● Task statement: Output each line of the data word for word, from the first through the line that holds "use super::queue::BroadcastQueue;", and leave off whatever follows.

[Stored items]
===============

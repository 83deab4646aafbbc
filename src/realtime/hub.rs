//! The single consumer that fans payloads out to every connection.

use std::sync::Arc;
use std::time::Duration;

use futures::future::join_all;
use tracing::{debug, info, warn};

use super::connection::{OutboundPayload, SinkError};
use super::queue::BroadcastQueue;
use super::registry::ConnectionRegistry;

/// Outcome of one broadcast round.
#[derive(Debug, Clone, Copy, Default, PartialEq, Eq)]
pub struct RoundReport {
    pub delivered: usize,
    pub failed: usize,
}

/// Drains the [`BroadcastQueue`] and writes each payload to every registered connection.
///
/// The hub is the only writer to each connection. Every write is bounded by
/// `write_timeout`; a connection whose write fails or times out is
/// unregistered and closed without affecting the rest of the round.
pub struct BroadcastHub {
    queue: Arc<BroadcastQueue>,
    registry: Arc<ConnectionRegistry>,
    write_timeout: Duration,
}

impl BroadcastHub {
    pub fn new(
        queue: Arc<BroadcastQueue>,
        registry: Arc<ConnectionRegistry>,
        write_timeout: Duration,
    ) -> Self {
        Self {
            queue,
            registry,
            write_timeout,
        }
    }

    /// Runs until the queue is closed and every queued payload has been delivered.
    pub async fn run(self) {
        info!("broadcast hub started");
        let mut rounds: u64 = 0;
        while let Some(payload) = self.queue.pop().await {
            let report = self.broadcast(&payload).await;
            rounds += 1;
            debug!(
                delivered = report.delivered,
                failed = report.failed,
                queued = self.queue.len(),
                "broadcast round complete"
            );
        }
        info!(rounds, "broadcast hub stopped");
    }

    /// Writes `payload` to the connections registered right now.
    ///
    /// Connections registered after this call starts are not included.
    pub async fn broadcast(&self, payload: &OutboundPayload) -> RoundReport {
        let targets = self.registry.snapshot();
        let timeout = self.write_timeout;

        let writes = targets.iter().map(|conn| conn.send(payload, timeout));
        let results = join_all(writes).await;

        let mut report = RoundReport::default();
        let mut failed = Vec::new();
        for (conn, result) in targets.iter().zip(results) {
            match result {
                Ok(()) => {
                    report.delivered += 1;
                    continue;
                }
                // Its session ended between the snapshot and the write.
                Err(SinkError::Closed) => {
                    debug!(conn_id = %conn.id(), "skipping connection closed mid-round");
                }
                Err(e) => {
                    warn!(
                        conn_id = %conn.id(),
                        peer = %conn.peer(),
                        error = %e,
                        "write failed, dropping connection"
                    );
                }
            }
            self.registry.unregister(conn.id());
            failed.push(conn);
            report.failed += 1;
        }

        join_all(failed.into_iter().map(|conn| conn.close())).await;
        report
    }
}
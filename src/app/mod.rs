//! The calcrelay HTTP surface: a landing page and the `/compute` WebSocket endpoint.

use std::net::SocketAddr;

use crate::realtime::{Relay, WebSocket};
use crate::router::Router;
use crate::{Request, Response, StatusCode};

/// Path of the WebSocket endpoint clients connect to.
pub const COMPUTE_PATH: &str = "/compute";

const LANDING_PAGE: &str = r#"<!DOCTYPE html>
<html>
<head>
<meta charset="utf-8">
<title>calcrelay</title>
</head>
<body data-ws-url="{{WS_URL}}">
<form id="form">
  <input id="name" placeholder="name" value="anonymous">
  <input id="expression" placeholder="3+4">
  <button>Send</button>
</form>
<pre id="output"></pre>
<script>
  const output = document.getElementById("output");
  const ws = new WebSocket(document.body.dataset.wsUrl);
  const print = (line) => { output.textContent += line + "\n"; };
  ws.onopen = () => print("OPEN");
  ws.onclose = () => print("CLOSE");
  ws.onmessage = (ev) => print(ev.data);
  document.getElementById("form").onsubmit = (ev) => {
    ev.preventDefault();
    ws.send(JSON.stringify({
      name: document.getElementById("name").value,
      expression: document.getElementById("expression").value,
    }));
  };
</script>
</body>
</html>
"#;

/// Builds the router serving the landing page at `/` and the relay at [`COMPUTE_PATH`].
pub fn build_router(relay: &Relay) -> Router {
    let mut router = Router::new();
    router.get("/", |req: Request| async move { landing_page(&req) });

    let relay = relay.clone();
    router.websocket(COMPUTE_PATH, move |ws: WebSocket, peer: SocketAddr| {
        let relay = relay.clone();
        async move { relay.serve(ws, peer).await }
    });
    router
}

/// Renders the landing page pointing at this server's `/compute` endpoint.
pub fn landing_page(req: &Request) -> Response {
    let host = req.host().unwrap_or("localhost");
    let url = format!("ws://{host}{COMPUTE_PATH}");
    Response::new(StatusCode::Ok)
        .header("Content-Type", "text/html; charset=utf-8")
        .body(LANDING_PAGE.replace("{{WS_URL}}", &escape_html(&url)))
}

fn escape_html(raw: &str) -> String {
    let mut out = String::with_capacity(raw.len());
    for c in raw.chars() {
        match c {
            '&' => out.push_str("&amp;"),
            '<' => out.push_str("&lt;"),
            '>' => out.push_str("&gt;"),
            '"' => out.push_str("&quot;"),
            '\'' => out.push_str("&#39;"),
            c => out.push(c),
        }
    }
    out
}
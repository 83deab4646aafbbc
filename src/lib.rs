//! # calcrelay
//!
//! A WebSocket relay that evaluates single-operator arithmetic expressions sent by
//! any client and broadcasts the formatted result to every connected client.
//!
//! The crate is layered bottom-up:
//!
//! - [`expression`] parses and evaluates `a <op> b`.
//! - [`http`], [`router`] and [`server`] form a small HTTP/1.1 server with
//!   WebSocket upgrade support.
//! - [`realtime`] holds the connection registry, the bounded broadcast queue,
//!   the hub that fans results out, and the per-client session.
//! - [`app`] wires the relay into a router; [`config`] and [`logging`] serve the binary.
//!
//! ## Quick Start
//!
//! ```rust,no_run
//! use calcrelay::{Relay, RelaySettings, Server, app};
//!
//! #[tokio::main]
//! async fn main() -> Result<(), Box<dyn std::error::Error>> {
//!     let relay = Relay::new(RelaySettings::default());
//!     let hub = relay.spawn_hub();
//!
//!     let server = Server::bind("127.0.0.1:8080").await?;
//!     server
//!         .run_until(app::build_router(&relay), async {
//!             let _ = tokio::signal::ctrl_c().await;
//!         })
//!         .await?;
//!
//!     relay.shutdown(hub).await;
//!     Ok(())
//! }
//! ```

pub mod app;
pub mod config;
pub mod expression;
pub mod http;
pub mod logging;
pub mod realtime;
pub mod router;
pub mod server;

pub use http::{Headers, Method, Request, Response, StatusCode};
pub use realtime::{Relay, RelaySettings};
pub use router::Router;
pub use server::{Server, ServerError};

===============

● Finished exercise:
repository 83deab4646aafbbc
filename src/realtime/hub.rs
//! The single consumer that fans payloads out to every connection.

use std::sync::Arc;
use std::time::Duration;

use futures::future::join_all;
use tracing::{debug, info, warn};

use super::connection::{OutboundPayload, SinkError};
use super::queue::BroadcastQueue;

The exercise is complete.